As to Defendant's contention that this Court should reconsider its decision to retain jurisdiction, and not transfer venue, Defendants again predicate their argument on the NJFPA, by suggesting that "the Court overlooked certain precedent." (Def. Motion, page 4). Once again, Defendant has failed to factor in the Court's holding in Bonnano, that "New Jersey public policy is only persuasive authority on this issue because, as stated above, federal law governs the effect given to forum selection clauses in diversity cases." ( Id at 4, citing Cadapult Graphic Sys. Inc. V. Tektronix, 98 F. Supp. 560 (D.N.J. 2000). Even if the Court accepted Defendant's argument about New Jersey public policy, which the Court explicitly declined to do in Bonnano, Defendants have exaggerated the importance of what they erroneously label "precedent" for this Court.

The Court is not unmindful of the difficulties that having to defend in New Jersey may pose for out of state Defendants, but those difficulties, left to the Court's imagination since they are largely unspecified by Defendant, are insufficient for the Court to overturn Plaintiff's decision, endorsed by Defendants in the franchise agreements, to sue in New Jersey. In addition, since the named Defendants in this motion represent only one piece of a complicated puzzle involving multiple Defendants in multiple states, other concerns argue in favor of the Court's retaining jurisdiction. Rather than force Plaintiff to litigate all over the country, centralizing the cases here, as the franchise agreements anticipate, conserves judicial resources and promotes efficiency, two legitimate objectives that Courts may well consider. ( See Washington v. FedEx Ground Package System, Inc. 995 A.2d 1271, 1279 (Pa.Super., 2010), holding that "coordination will ensure judicial efficiency as well-establishing one court to address discovery issues, motions and other pretrial decisions involving the same facts and circumstances.")

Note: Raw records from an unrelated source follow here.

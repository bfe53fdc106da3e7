//! Open-channel reach routing (C9) — kinematic translation
//!
//! A representative flow is translated through a reach by computing the
//! normal-depth velocity via Manning's equation (solved by bisection, the
//! same way this codebase has always solved Manning's equation rather than
//! by a closed form) and lagging the inflow hydrograph by the resulting
//! travel time, rounded to a whole number of samples. No attenuation is
//! modeled beyond this lag quantization.

use crate::error::{SimError, SimResult};
use crate::hydrograph::Hydrograph;
use serde::{Deserialize, Serialize};
use std::f64::consts::PI;

/// Maximum bisection iterations when solving for normal depth
const MAX_ITERATIONS: usize = 100;
/// Convergence tolerance on flow, cfs
const TOLERANCE: f64 = 0.001;
/// Fraction of peak inflow used as the representative routing flow
const REPRESENTATIVE_FLOW_FRACTION: f64 = 0.7;

/// Cross-sectional geometry of an open channel or culvert
#[derive(Debug, Clone, Serialize, Deserialize, PartialEq)]
#[serde(tag = "type", rename_all = "camelCase")]
pub enum ChannelShape {
    /// Rectangular channel of fixed width
    Rectangular {
        /// Bottom width, ft
        width: f64,
    },
    /// Trapezoidal channel with symmetric side slopes
    Trapezoidal {
        /// Bottom width, ft
        bottom_width: f64,
        /// Side slope, horizontal:vertical
        side_slope: f64,
    },
    /// Circular pipe, flowing full or partially full
    Circular {
        /// Pipe diameter, ft
        diameter: f64,
    },
}

impl ChannelShape {
    /// Flow area (sq ft) and wetted perimeter (ft) at a given depth
    fn area_and_perimeter(&self, depth: f64) -> (f64, f64) {
        match self {
            ChannelShape::Rectangular { width } => (width * depth, width + 2.0 * depth),
            ChannelShape::Trapezoidal {
                bottom_width,
                side_slope,
            } => {
                let top_width = bottom_width + 2.0 * side_slope * depth;
                let area = (bottom_width + top_width) / 2.0 * depth;
                let wetted_perimeter = bottom_width + 2.0 * depth * (1.0 + side_slope * side_slope).sqrt();
                (area, wetted_perimeter)
            }
            ChannelShape::Circular { diameter } => {
                let radius = diameter / 2.0;
                if depth >= *diameter {
                    let area = PI * radius * radius;
                    let wetted_perimeter = PI * diameter;
                    return (area, wetted_perimeter);
                }
                // Central angle subtended by the water surface
                let theta = 2.0 * ((radius - depth) / radius).clamp(-1.0, 1.0).acos();
                let area = radius * radius / 2.0 * (theta - theta.sin());
                let wetted_perimeter = radius * theta;
                (area, wetted_perimeter)
            }
        }
    }

    /// Maximum meaningful depth for the bisection search (pipe diameter, or an
    /// arbitrarily generous bound for open shapes)
    fn max_depth(&self) -> f64 {
        match self {
            ChannelShape::Rectangular { .. } | ChannelShape::Trapezoidal { .. } => 1000.0,
            ChannelShape::Circular { diameter } => *diameter,
        }
    }
}

/// Open-channel reach: geometry and hydraulic properties between two nodes
#[derive(Debug, Clone, Serialize, Deserialize, PartialEq)]
pub struct Reach {
    /// Reach length, ft, must be > 0
    pub length: f64,
    /// Manning's roughness coefficient, must be > 0
    #[serde(rename = "manningsN")]
    pub mannings_n: f64,
    /// Longitudinal slope, ft/ft, must be > 0
    pub slope: f64,
    /// Cross-sectional shape
    pub shape: ChannelShape,
}

/// Solve Manning's equation for the flow depth that carries `target_flow`, by
/// bisection over `[0, max_depth]`.
fn normal_depth(shape: &ChannelShape, mannings_n: f64, slope: f64, target_flow: f64) -> f64 {
    let mut lo = 0.0_f64;
    let mut hi = shape.max_depth();

    let flow_at = |depth: f64| -> f64 {
        let (area, wetted_perimeter) = shape.area_and_perimeter(depth);
        if area <= 0.0 || wetted_perimeter <= 0.0 {
            return 0.0;
        }
        let hydraulic_radius = area / wetted_perimeter;
        (1.49 / mannings_n) * area * hydraulic_radius.powf(2.0 / 3.0) * slope.sqrt()
    };

    for _ in 0..MAX_ITERATIONS {
        let mid = (lo + hi) / 2.0;
        let q_mid = flow_at(mid);
        if (q_mid - target_flow).abs() < TOLERANCE {
            return mid;
        }
        if q_mid < target_flow {
            lo = mid;
        } else {
            hi = mid;
        }
    }
    (lo + hi) / 2.0
}

/// Result of routing a hydrograph through a reach
#[derive(Debug, Clone, PartialEq)]
pub struct ReachRoutingResult {
    /// Translated outflow hydrograph, on the same time grid as the inflow
    pub outflow: Hydrograph,
    /// Peak outflow, cfs (equal to peak inflow; translation only)
    pub peak_outflow: f64,
    /// Time of peak outflow, hours
    pub peak_outflow_time: f64,
    /// Travel time through the reach, hours
    pub travel_time: f64,
}

/// Route an inflow hydrograph through a reach by kinematic translation.
///
/// Computes a representative flow (`0.7 * peak inflow`), solves for the
/// normal-depth velocity at that flow, and lags the hydrograph by
/// `round(travel_time / dt)` samples. Requires at least 2 inflow samples on
/// a uniform timestep.
pub fn route(inflow: &Hydrograph, reach: &Reach) -> SimResult<ReachRoutingResult> {
    if inflow.len() < 2 {
        return Err(SimError::invalid_input(
            "inflow",
            "reach routing requires at least 2 inflow samples",
        ));
    }
    if reach.length <= 0.0 {
        return Err(SimError::invalid_input("length", "must be > 0"));
    }
    if reach.mannings_n <= 0.0 {
        return Err(SimError::invalid_input("manningsN", "must be > 0"));
    }
    if reach.slope <= 0.0 {
        return Err(SimError::invalid_input("slope", "must be > 0"));
    }

    let dt_hours = inflow.points[1].time - inflow.points[0].time;
    let (peak_inflow, peak_inflow_time) = inflow.peak().unwrap_or((0.0, inflow.points[0].time));

    let representative_flow = REPRESENTATIVE_FLOW_FRACTION * peak_inflow;
    let depth = normal_depth(&reach.shape, reach.mannings_n, reach.slope, representative_flow);
    let (area, _) = reach.shape.area_and_perimeter(depth);
    let velocity = if area > 0.0 { representative_flow / area } else { 0.0 };
    let travel_time = if velocity > 0.0 {
        reach.length / velocity / 3600.0
    } else {
        0.0
    };

    let lag_samples = if dt_hours > 0.0 {
        (travel_time / dt_hours).round() as usize
    } else {
        0
    };

    let mut samples = Vec::with_capacity(inflow.len());
    for (i, point) in inflow.points.iter().enumerate() {
        let flow = if i >= lag_samples {
            inflow.points[i - lag_samples].flow
        } else {
            0.0
        };
        samples.push((point.time, flow));
    }
    let outflow = Hydrograph::new(samples);

    Ok(ReachRoutingResult {
        outflow,
        peak_outflow: peak_inflow,
        peak_outflow_time: peak_inflow_time + lag_samples as f64 * dt_hours,
        travel_time,
    })
}

#[cfg(test)]
mod tests {
    use super::*;

    fn triangular_inflow(peak: f64, dt: f64, n: usize) -> Hydrograph {
        let peak_idx = n / 2;
        let points: Vec<(f64, f64)> = (0..n)
            .map(|i| {
                let flow = if i <= peak_idx {
                    peak * (i as f64) / (peak_idx as f64)
                } else {
                    peak * ((n - 1 - i) as f64) / ((n - 1 - peak_idx) as f64)
                };
                (i as f64 * dt, flow)
            })
            .collect();
        Hydrograph::new(points)
    }

    #[test]
    fn test_rectangular_area_perimeter() {
        let shape = ChannelShape::Rectangular { width: 10.0 };
        let (area, wp) = shape.area_and_perimeter(2.0);
        assert_eq!(area, 20.0);
        assert_eq!(wp, 14.0);
    }

    #[test]
    fn test_trapezoidal_area_perimeter() {
        let shape = ChannelShape::Trapezoidal {
            bottom_width: 4.0,
            side_slope: 2.0,
        };
        let (area, wp) = shape.area_and_perimeter(1.0);
        // top width = 4 + 2*2*1 = 8, area = (4+8)/2 * 1 = 6
        assert_eq!(area, 6.0);
        assert!((wp - (4.0 + 2.0 * (5.0_f64).sqrt())).abs() < 1e-9);
    }

    #[test]
    fn test_circular_full_flow() {
        let shape = ChannelShape::Circular { diameter: 4.0 };
        let (area, wp) = shape.area_and_perimeter(4.0);
        assert!((area - PI * 4.0).abs() < 1e-9);
        assert!((wp - PI * 4.0).abs() < 1e-9);
    }

    #[test]
    fn test_circular_partial_flow_less_than_full() {
        let shape = ChannelShape::Circular { diameter: 4.0 };
        let (area_partial, _) = shape.area_and_perimeter(2.0);
        let (area_full, _) = shape.area_and_perimeter(4.0);
        assert!(area_partial < area_full);
        assert!(area_partial > 0.0);
    }

    #[test]
    fn test_normal_depth_converges() {
        let shape = ChannelShape::Rectangular { width: 10.0 };
        let depth = normal_depth(&shape, 0.013, 0.01, 50.0);
        let (area, wp) = shape.area_and_perimeter(depth);
        let r = area / wp;
        let q = (1.49 / 0.013) * area * r.powf(2.0 / 3.0) * 0.01_f64.sqrt();
        assert!((q - 50.0).abs() < 0.5);
    }

    #[test]
    fn test_route_preserves_peak_value_and_time_set() {
        let reach = Reach {
            length: 1000.0,
            mannings_n: 0.013,
            slope: 0.005,
            shape: ChannelShape::Trapezoidal {
                bottom_width: 5.0,
                side_slope: 2.0,
            },
        };
        let inflow = triangular_inflow(100.0, 0.1, 50);
        let result = route(&inflow, &reach).unwrap();

        assert_eq!(result.peak_outflow, inflow.peak().unwrap().0);
        // same sample times preserved
        assert_eq!(result.outflow.len(), inflow.len());
        for (a, b) in result.outflow.points.iter().zip(inflow.points.iter()) {
            assert_eq!(a.time, b.time);
        }
        assert!(result.travel_time >= 0.0);
    }

    #[test]
    fn test_route_rejects_short_inflow() {
        let reach = Reach {
            length: 100.0,
            mannings_n: 0.013,
            slope: 0.01,
            shape: ChannelShape::Rectangular { width: 5.0 },
        };
        let inflow = Hydrograph::new([(0.0, 10.0)]);
        assert!(route(&inflow, &reach).is_err());
    }

    #[test]
    fn test_route_rejects_nonpositive_geometry() {
        let inflow = triangular_inflow(10.0, 0.1, 10);
        let bad_length = Reach {
            length: 0.0,
            mannings_n: 0.013,
            slope: 0.01,
            shape: ChannelShape::Rectangular { width: 5.0 },
        };
        assert!(route(&inflow, &bad_length).is_err());

        let bad_slope = Reach {
            length: 100.0,
            mannings_n: 0.013,
            slope: 0.0,
            shape: ChannelShape::Rectangular { width: 5.0 },
        };
        assert!(route(&inflow, &bad_slope).is_err());
    }
}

Defendant further argues that the Court ought to reconsider the decision to enjoin Defendants from retaining files that Plaintiff contends are covered by Section 12.3.1 of the franchise agreements. Defendant's argument is not now, nor was it previously, persuasive. First of all, the IRS regulation that Defendant cites states that Electronic Return Originators ("ERO's") must retain material only "until the end of the calendar year at the business address from which it originated." (Defendant's Motion for Reconsideration, ECF Doc. 83, Page ID 3,711). Since the franchise agreements were terminated in August, 2010, the period for which DJSG argues that it was responsible to retain documents for IRS review ended on December 31, 2010, ten days before the temporary injunction was issued by this Court. Moreover, to the extent that certain forms must be available to the IRS for three years rather than merely until the end of the calendar year, transferring the files to Plaintiff also transfers the onus for complying with the regulations. If the Jackson Hewitt franchise agreement were found to be violative of IRS regulations because it specifies that "W-2s, 1099s, 8453s, works in progress, all `books' and `archives' program disks, bookeeping files, Financial Products applications and other Financial Products related documents, any other documents related to services performed on behalf of customers, etc." (ECF Doc 41-30, page ID 1518, Sec. 12.3.1 of Franchise Agreement JH07-07) must be returned to Plaintiff upon termination of the franchise agreement, that is an issue for the IRS to raise with Jackson Hewitt. Defendants have not directed the Court to any regulation, however, that requires that files be maintained in a specific physical location after the end of the calendar year. If those files must be available for IRS inspection, Jackson Hewitt would assume that responsibility. As the Court understands the IRS regulations, there is no contradiction between the terms of the franchise agreements and Defendant's obligations to the IRS. In the absence of such a showing, Defendant's argument, although novel, is unavailing.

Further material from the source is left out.